You'd need 4.7 kJ of heat to convert that much solid aluminium to fully molten at its melting point.

You start with a sample of solid aluminium at `580.0^@"C"`. In order to get the aluminium from solid to molten, you're going to have to supply enough heat to get it

• Go from solid at `580.0^@"C"` to solid at `660.4^@"C"`;

You know that

`q_1 = m * c * DeltaT`, where

`q_1` - the heat supplied to the metal;
`m` - the mass of the metal;
`c` - the specific heat of the metal;
`DeltaT` - the change in temperature, defined as the final temperature minus the initial temperature.

Plug in your values and solve for `q_1`.

`q_1 = 10.0cancel("g") * 0.89"J"/(cancel("g") ^@cancel("C")) * (660.4-580.0)cancel("K")`

`q_1 = "715.7 J"`

• Go from solid at `660.4^@"C"` to molten at `660.4^@"C"`.
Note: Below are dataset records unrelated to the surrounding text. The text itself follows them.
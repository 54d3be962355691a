//! Run orchestration
//!
//! `Runner` orders the units, starts the pool, prints the summary and writes
//! the persisted outputs. The summary is printed even when the pool aborts,
//! so a fatal error still shows how far the run got.

use rand::rngs::StdRng;
use rand::seq::SliceRandom;
use rand::SeedableRng;
use std::io::{self, Write};
use std::path::Path;
use tracing::{debug, info};

use super::pool::{PoolOptions, RunState, WorkerPool};
use crate::config::{RunnerConfig, UnitOrder};
use crate::coverage::{probe_driver, CoverageAggregator};
use crate::error::RunnerError;
use crate::models::{ScratchDir, TestUnit, Totals};
use crate::output::{Reporter, RunHeader};
use crate::results::{generate_run_id, junit, ResultAggregator, ResultReader, ResultsStorage, RunRecord};
use crate::utils::timer::Timer;

/// What a finished run reports back
#[derive(Clone, Debug)]
pub struct RunOutcome {
    pub run_id: String,
    pub exit_code: i32,
    pub totals: Totals,
    pub seed: Option<u64>,
}

/// Drives one run from ordered units to persisted reports
pub struct Runner<W: Write> {
    config: RunnerConfig,
    state: RunState<W>,
    run_id: String,
}

impl<W: Write> Runner<W> {
    pub fn new(config: RunnerConfig, out: W) -> Self {
        let reporter = Reporter::new(out).with_colors(config.colors);
        Self {
            config,
            state: RunState::new(reporter),
            run_id: generate_run_id(),
        }
    }

    pub fn with_run_id(mut self, run_id: impl Into<String>) -> Self {
        self.run_id = run_id.into();
        self
    }

    pub fn run_id(&self) -> &str {
        &self.run_id
    }

    pub fn results(&self) -> &ResultAggregator {
        &self.state.results
    }

    pub fn into_writer(self) -> W {
        self.state.reporter.into_inner()
    }

    /// Run `units` and write every configured report
    pub async fn run(&mut self, units: Vec<TestUnit>) -> Result<RunOutcome, RunnerError> {
        let timer = Timer::start("run");
        let (units, seed) = order_units(units, self.config.order, self.config.seed);
        let mut record = RunRecord::new(
            self.run_id.clone(),
            self.config.binary.display().to_string(),
            self.config.processes,
        )
        .with_seed(seed);

        info!(
            "Running {} unit(s) in {} process(es)",
            units.len(),
            self.config.processes
        );

        if self.config.coverage.enabled() {
            let available = match &self.config.coverage.driver_probe {
                Some(argv) => probe_driver(argv).await,
                None => true,
            };
            self.state.coverage = Some(
                CoverageAggregator::new(self.config.coverage.test_limit)
                    .with_driver_available(available),
            );
        }

        for unit in &units {
            self.state.results.add_expected(unit.expected_count());
        }

        self.state.reporter.start(&RunHeader {
            binary: self.config.binary.display().to_string(),
            processes: self.config.processes,
            functional: self.config.functional,
            configuration: self.config.configuration.clone(),
            seed,
        })?;

        let result = self.run_pool(units).await;

        self.state
            .reporter
            .print_results(&self.state.results, timer.elapsed())?;
        let exit_code = result?;

        self.complete(&mut record, exit_code)?;
        timer.stop();

        info!("Run {} finished with exit code {}", self.run_id, exit_code);
        Ok(RunOutcome {
            run_id: self.run_id.clone(),
            exit_code,
            totals: self.state.results.totals(),
            seed,
        })
    }

    async fn run_pool(&mut self, units: Vec<TestUnit>) -> Result<i32, RunnerError> {
        let scratch = match &self.config.tmp_dir {
            Some(dir) => ScratchDir::at(dir),
            None => ScratchDir::temporary(),
        }
        .map_err(|source| RunnerError::Scratch {
            path: self.config.tmp_dir.clone().unwrap_or_default(),
            source,
        })?;
        debug!("Scratch files in {}", scratch.path().display());

        let options = PoolOptions::new(self.config.processes, self.config.worker_argv())
            .with_stop_on_failure(self.config.stop_on_failure)
            .with_pad_shortfall(self.config.pad_shortfall())
            .with_token_env(self.config.token_env.clone())
            .with_run_id(self.run_id.clone());
        let reader = ResultReader::new(self.config.risky_types.iter().cloned());

        let mut pool =
            WorkerPool::new(options, self.config.invocation(), scratch).with_reader(reader);
        pool.enqueue(units);

        // Dropping the pool kills any worker still alive and removes scratch files
        pool.run(&mut self.state).await
    }

    /// Write the merged JUnit report, coverage outputs and the run record
    fn complete(&mut self, record: &mut RunRecord, exit_code: i32) -> Result<(), RunnerError> {
        let suites = self.state.results.flatten();

        if let Some(path) = &self.config.log_junit {
            junit::write_report(path, &suites).map_err(|source| report_error(path, source))?;
            info!("Wrote JUnit report to {}", path.display());
        }

        if let Some(coverage) = &self.state.coverage {
            if let Some(path) = &self.config.coverage.output {
                coverage
                    .write_json(path)
                    .map_err(|source| report_error(path, source))?;
                info!("Wrote coverage to {}", path.display());
            }
            if self.config.coverage.text {
                self.state.reporter.print_text(&coverage.text_report())?;
            }
        }

        if let Some(dir) = &self.config.results_dir {
            record.finish(exit_code, self.state.results.totals(), &suites);
            ResultsStorage::new(dir)
                .save(record)
                .map_err(|e| report_error(dir, io::Error::other(format!("{e:#}"))))?;
        }

        Ok(())
    }
}

fn report_error(path: &Path, source: io::Error) -> RunnerError {
    RunnerError::Report {
        path: path.to_path_buf(),
        source,
    }
}

/// Apply the dispatch order. Returns the seed actually used for random order.
pub fn order_units(
    mut units: Vec<TestUnit>,
    order: UnitOrder,
    seed: Option<u64>,
) -> (Vec<TestUnit>, Option<u64>) {
    match order {
        UnitOrder::Default => (units, None),
        UnitOrder::Reverse => {
            units.reverse();
            (units, None)
        }
        UnitOrder::Random => {
            let seed = seed.unwrap_or_else(rand::random);
            let mut rng = StdRng::seed_from_u64(seed);
            units.shuffle(&mut rng);
            (units, Some(seed))
        }
    }
}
This time, the sample is undergoing a phase change, i.e. it goes from solid to molten. This transition happens at constant temperature, so the equation you're going to use is

`q_2 = m * DeltaH_"fus"`, where

`DeltaH_"fus"` - the enthalpy of fusion;

Once again, plug your values into the equation and solve for `q_2`

`q_2 = 10.0cancel("g") * 398"J"/cancel("g") = "3980 J"`

The total heat required will be equal to

`q_"total" = q_1 + q_2`

`q_"total" = 715.7 + 3980 = "4695.7 J"`

Rounded to two sig figs and expressed in kJ, the answer will be

`q_"total" = color(green)("+4.7 kJ")`

SIDE NOTE The + sign shows that the heat is supplied to the metal.